Cela est vrai, et c'est d'ailleurs dans ce sens que l'on serait fondé
à souligner que certains objectifs visés par les auteurs
du statut n'ont pas été atteints.
------------En
effet, rappelons qu'en 1947, le nombre des chômeurs intermittents
et des autochtones sans travail n'excédait guère 200.000,
tandis qu'en janvier 1956, il dépassait sensiblement le million...
------------Est-ce
à dire que l'Assemblée algérienne est responsable
de cette douloureuse situation, beaucoup plus tragique encore dans les
pays, si prompts à dénigrer l'uvre magnifique accomplie
par la France dans sa province africaine où, comme en Algérie,
la courbe démographique croît démesurément
par rapport à la courbe économique ?
------------Absolument
pas, tant il est certain que le substratum économique de l'Algérie
ne lui permettait, en aucun cas, de subvenir à l'ensemble des gigantesques
besoins en augmentation constante. C'est pourquoi d'ailleurs le désir
d'intégrer l'Algérie à la Métropole a été
exprimé avec force à la tribune de l'Assemblée algérienne,
par plusieurs élus musulmans qui, après avoir malaxé
la pâte budgétaire de nos départements africains,
savaient que seule la France parviendrait à conjurer un péril
de plus en plus angoissant.
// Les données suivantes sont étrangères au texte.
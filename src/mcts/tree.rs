//! Arena-based MCTS tree with a transposition index.
//!
//! Nodes live in a flat `Vec<MCTSNode>` and are referenced by `NodeId`.
//! A separate `FxHashMap<StateKey, NodeId>` finds the node for a position,
//! so a position reached through different move orders at the same move
//! count shares one node.

use rustc_hash::FxHashMap;

use super::node::{MCTSNode, NodeId};
use crate::core::StateKey;

/// Arena of expanded nodes plus the key index.
#[derive(Clone, Debug, Default)]
pub struct MCTSTree {
    /// All nodes in the tree.
    nodes: Vec<MCTSNode>,

    /// Position key to node.
    index: FxHashMap<StateKey, NodeId>,
}

impl MCTSTree {
    /// Create an empty tree.
    #[must_use]
    pub fn new() -> Self {
        Self::default()
    }

    /// Create a tree with custom initial capacity.
    #[must_use]
    pub fn with_capacity(capacity: usize) -> Self {
        Self {
            nodes: Vec::with_capacity(capacity),
            index: FxHashMap::with_capacity_and_hasher(capacity, Default::default()),
        }
    }

    /// Get a node by ID.
    #[inline]
    #[must_use]
    pub fn get(&self, id: NodeId) -> &MCTSNode {
        &self.nodes[id.0 as usize]
    }

    /// Get a mutable node by ID.
    #[inline]
    pub fn get_mut(&mut self, id: NodeId) -> &mut MCTSNode {
        &mut self.nodes[id.0 as usize]
    }

    /// Node already expanded for `key`, if any.
    #[inline]
    #[must_use]
    pub fn lookup(&self, key: &StateKey) -> Option<NodeId> {
        self.index.get(key).copied()
    }

    /// Store a freshly expanded node under `key`.
    ///
    /// A key that is already present keeps its existing node.
    pub fn insert(&mut self, key: StateKey, node: MCTSNode) -> NodeId {
        if let Some(id) = self.lookup(&key) {
            return id;
        }
        let id = NodeId::new(self.nodes.len() as u32);
        self.nodes.push(node);
        self.index.insert(key, id);
        id
    }

    /// Number of nodes in the tree.
    #[must_use]
    pub fn len(&self) -> usize {
        self.nodes.len()
    }

    /// Check if the tree is empty.
    #[must_use]
    pub fn is_empty(&self) -> bool {
        self.nodes.is_empty()
    }

    /// Drop every node.
    pub fn clear(&mut self) {
        self.nodes.clear();
        self.index.clear();
    }

    /// Get statistics about the tree.
    #[must_use]
    pub fn stats(&self) -> TreeStats {
        let leaf_count = self.nodes.iter().filter(|n| n.is_leaf()).count();
        let total_edges: usize = self.nodes.iter().map(|n| n.edges.len()).sum();
        let expanded_edges: usize = self
            .nodes
            .iter()
            .flat_map(|n| n.edges.iter())
            .filter(|e| e.is_expanded())
            .count();

        TreeStats {
            node_count: self.nodes.len(),
            leaf_count,
            total_edges,
            expanded_edges,
        }
    }

    /// Iterate over all nodes.
    pub fn iter(&self) -> impl Iterator<Item = (NodeId, &MCTSNode)> {
        self.nodes
            .iter()
            .enumerate()
            .map(|(i, n)| (NodeId::new(i as u32), n))
    }
}

/// Statistics about the MCTS tree.
#[derive(Clone, Debug, Default)]
pub struct TreeStats {
    /// Total number of nodes.
    pub node_count: usize,

    /// Nodes without legal actions.
    pub leaf_count: usize,

    /// Total number of edges (actions).
    pub total_edges: usize,

    /// Number of edges linked to a child.
    pub expanded_edges: usize,
}

impl TreeStats {
    /// Get the branching factor (average edges per node).
    #[must_use]
    pub fn branching_factor(&self) -> f64 {
        if self.node_count == 0 {
            0.0
        } else {
            self.total_edges as f64 / self.node_count as f64
        }
    }

    /// Get the expansion ratio (expanded edges / total edges).
    #[must_use]
    pub fn expansion_ratio(&self) -> f64 {
        if self.total_edges == 0 {
            0.0
        } else {
            self.expanded_edges as f64 / self.total_edges as f64
        }
    }
}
Mais après la révolution du
13 mai 1958, on préfère se délester du " fardeau
algérien ".
------------Notons-le
en passant, il s'agissait là du véritable problème
algérien, qu'aucune promotion politique, si légitime fût-elle,
ne serait parvenue à résoudre si elle n'avait pas été
assortie de dispositions économiques et financières adéquates.
------------Il
est certain que la rébellion, dont il est superflu de souligner
les origines étrangères, n'aurait jamais pris une telle
ampleur si ses instigateurs n'avaient pas trouvé parmi les "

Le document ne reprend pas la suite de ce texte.